The parameters for the gas flow in the segment joints are listed in Tab.1. These parameters were derived according to Ren et al. [29].
2.4 Establishment of model
Half of the upper-tunnel chamber was simulated in this study owing to the symmetry of the tunnel (Fig.4). This part of the tunnel contained three high-voltage electricity lines. The outer diameter of each line was 1.4 m, the distance between the axes of the adjacent lines was 1.5 m, and the center of the lowest line on the tunnel section was 1 m above the ground and 2.7 m from the symmetry plane (Fig.4(a)). Because the electricity lines were assumed to be completely airtight, they were ignored in the numerical simulations. As segment joints are the most frequent gas leakage channel [27,28], a set of circumferential and longitudinal joints was set as the inlet of the harmful gases (Fig.4(b) and 4(c)). The width of the joints was set to 13 mm. The total lengths of the tunnel model of the computational mesh for the two and three channels were 33 and 44 m, respectively. Six ventilation fans were installed in the tunnel, which operated in four modes. The ventilation airflow velocities were 0, 1.8, 3.6, and 5.4 m/s for the operations of zero, two, four, and six fans, respectively. In this study, ICEM was used to establish the CFD model and mesh. Next, the CFD model was imported into FLUENT software. The boundary conditions of this model are as follows. (i) The pressure at the entrance of the gas leakage channel was set to 0.4 MPa. (ii) At the inlet, the airflow velocities were 0, 1.8, 3.6, and 5.4 m/s based on the different ventilation modes. (iii) At the circumferential joints of the segment lining near the inlet, the gases were released under pressure of 0.4 MPa along the circumferential and longitudinal joints. (iv) At the outlet, the pressure was set to the standard atmospheric pressure.
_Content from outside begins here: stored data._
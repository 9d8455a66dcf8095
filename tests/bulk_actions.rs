use carenet_payments::domain::bulk::{BulkAction, BulkActionRequest};
use carenet_payments::domain::context::RequestContext;
use carenet_payments::domain::user::{KycStatus, Language, User, UserRole};
use carenet_payments::error::AppError;
use carenet_payments::repo::memory::MemoryStore;
use carenet_payments::repo::session_store::MemorySessionStore;
use carenet_payments::repo::UserStore;
use carenet_payments::service::bulk_actions::BulkActionProcessor;
use chrono::Utc;
use std::sync::Arc;
use uuid::Uuid;

fn caregiver(phone: &str) -> User {
    let now = Utc::now();
    User {
        id: Uuid::new_v4(),
        role: UserRole::Caregiver,
        phone: phone.to_string(),
        email: None,
        name: "Shirin Akter".to_string(),
        language: Language::Bn,
        kyc_status: KycStatus::Pending,
        is_active: true,
        password_hash: "$2b$04$placeholder".to_string(),
        deleted_at: None,
        last_login_at: None,
        created_at: now,
        updated_at: now,
    }
}

fn moderator() -> RequestContext {
    RequestContext::new(Uuid::new_v4(), UserRole::Moderator)
}

fn processor(store: &MemoryStore, sessions: &MemorySessionStore, concurrency: usize) -> BulkActionProcessor {
    BulkActionProcessor::new(Arc::new(store.clone()), Arc::new(sessions.clone())).with_concurrency(concurrency)
}

async fn seeded(store: &MemoryStore, n: usize) -> Vec<User> {
    let mut users = Vec::new();
    for i in 0..n {
        let u = caregiver(&format!("0171000000{i}"));
        store.seed_user(u.clone()).await;
        users.push(u);
    }
    users
}

fn request(ids: Vec<String>, action: BulkAction) -> BulkActionRequest {
    BulkActionRequest {
        user_ids: ids,
        action,
        reason: Some("Quarterly review".to_string()),
    }
}

#[tokio::test]
async fn missing_user_fails_alone() {
    let store = MemoryStore::new();
    let sessions = MemorySessionStore::new();
    let users = seeded(&store, 3).await;
    let ghost = Uuid::new_v4().to_string();

    let ids = vec![users[0].id.to_string(), ghost.clone(), users[1].id.to_string(), users[2].id.to_string()];
    let report = processor(&store, &sessions, 4)
        .process(request(ids.clone(), BulkAction::VerifyKyc), &moderator())
        .await
        .unwrap();

    assert_eq!(report.summary.total, 4);
    assert_eq!(report.summary.successful, 3);
    assert_eq!(report.summary.failed, 1);

    let order: Vec<&str> = report.results.iter().map(|r| r.user_id.as_str()).collect();
    assert_eq!(order, ids.iter().map(String::as_str).collect::<Vec<_>>());

    let missing = &report.results[1];
    assert!(!missing.success);
    assert_eq!(missing.error.as_deref(), Some("User not found"));
    assert_eq!(missing.action, BulkAction::VerifyKyc);

    for u in &users {
        let stored = store.get(u.id).await.unwrap().unwrap();
        assert_eq!(stored.kyc_status, KycStatus::Verified);
    }
    let audit = store.audit_entries().await;
    assert_eq!(audit.len(), 3);
    assert!(audit.iter().all(|e| e.action_type == "USER_KYC_VERIFIED"));
    assert_eq!(audit[0].changes.as_ref().unwrap()["reason"], "Quarterly review");
}

#[tokio::test]
async fn malformed_id_is_reported() {
    let store = MemoryStore::new();
    let sessions = MemorySessionStore::new();
    let users = seeded(&store, 1).await;

    let report = processor(&store, &sessions, 2)
        .process(
            request(vec!["not-a-uuid".to_string(), users[0].id.to_string()], BulkAction::Activate),
            &moderator(),
        )
        .await
        .unwrap();
    assert_eq!(report.results[0].error.as_deref(), Some("Invalid user ID"));
    assert_eq!(report.results[0].action, BulkAction::Activate);
    assert!(report.results[1].success);
    assert_eq!(report.results[1].action, BulkAction::Activate);
}

#[tokio::test]
async fn store_failure_does_not_stop_batch() {
    let store = MemoryStore::new();
    let sessions = MemorySessionStore::new();
    let users = seeded(&store, 3).await;
    store.fail_updates_for(users[1].id).await;

    let ids = users.iter().map(|u| u.id.to_string()).collect();
    let report = processor(&store, &sessions, 1)
        .process(request(ids, BulkAction::Deactivate), &moderator())
        .await
        .unwrap();

    assert_eq!(report.summary.successful, 2);
    assert!(!report.results[1].success);
    assert!(report.results[1].error.as_deref().unwrap().contains("could not update"));
    assert!(!store.get(users[0].id).await.unwrap().unwrap().is_active);
    assert!(store.get(users[1].id).await.unwrap().unwrap().is_active);
    assert_eq!(store.audit_entries().await.len(), 2);
}

#[tokio::test]
async fn delete_is_soft_and_revokes_sessions() {
    let store = MemoryStore::new();
    let sessions = MemorySessionStore::new();
    let users = seeded(&store, 1).await;
    sessions.open(users[0].id).await;
    sessions.open(users[0].id).await;
    assert_eq!(sessions.active(users[0].id).await, 2);

    let report = processor(&store, &sessions, 4)
        .process(request(vec![users[0].id.to_string()], BulkAction::Delete), &moderator())
        .await
        .unwrap();
    assert!(report.results[0].success);

    let stored = store.get(users[0].id).await.unwrap().unwrap();
    assert!(!stored.is_active);
    assert!(stored.deleted_at.is_some());
    assert_eq!(sessions.active(users[0].id).await, 0);
    assert_eq!(store.audit_entries().await[0].action_type, "USER_DELETED");
}

#[tokio::test]
async fn activate_keeps_sessions() {
    let store = MemoryStore::new();
    let sessions = MemorySessionStore::new();
    let users = seeded(&store, 1).await;
    sessions.open(users[0].id).await;

    processor(&store, &sessions, 4)
        .process(request(vec![users[0].id.to_string()], BulkAction::Activate), &moderator())
        .await
        .unwrap();
    assert_eq!(sessions.active(users[0].id).await, 1);
}

#[tokio::test]
async fn empty_list_is_validation_error() {
    let store = MemoryStore::new();
    let sessions = MemorySessionStore::new();
    let err = processor(&store, &sessions, 4)
        .process(request(vec![], BulkAction::Activate), &moderator())
        .await
        .unwrap_err();
    assert!(matches!(err, AppError::Validation { details: Some(_), .. }));
}

#[tokio::test]
async fn guardians_cannot_run_bulk_actions() {
    let store = MemoryStore::new();
    let sessions = MemorySessionStore::new();
    let users = seeded(&store, 1).await;
    let ctx = RequestContext::new(Uuid::new_v4(), UserRole::Guardian);

    let err = processor(&store, &sessions, 4)
        .process(request(vec![users[0].id.to_string()], BulkAction::Delete), &ctx)
        .await
        .unwrap_err();
    assert!(matches!(err, AppError::Authorization(_)));
    assert!(store.audit_entries().await.is_empty());
}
3 Numerical results and discussion
The computed leakage rates were defined as the mass leakage rates through a leakage channel of 1 m in length. A comparison between the numerical analysis and laboratory test is shown in Fig.5. The computational results were consistent with the test results, particularly at relatively low leakage pressures. When the leakage pressure exceeded 0.6 MPa, the computed leakage rates deviated from the test results, but their variation trends were still similar.
Fig.6 shows the distributions of methane concentration for different ventilation modes in the tunnel with two leakage channels. The methane was mainly distributed near the upper area of the tunnel segment, which is consistent with the fact that the density of methane is lower than that of air. In addition, when the ventilation airflow velocity in the tunnel was 1.8 m/s, the methane gas accumulated in the area near the tunnel segment owing to buoyancy. As the airflow velocity increased to 5.4 m/s, the methane emission became diluted, and methane accumulation was only observed near the methane leakage channel. This indicates that ventilation can sufficiently dilute methane emissions. However, when the ventilation airflow velocity increased from 1.8 to 5.4 m/s, the maximum methane concentration decreased from 74.5% to 73.5%. This indicates that the influence of ventilation on the maximum methane concentration is limited because the maximum concentration occurs near the outlet of the leakage channel, which is very close to the methane source.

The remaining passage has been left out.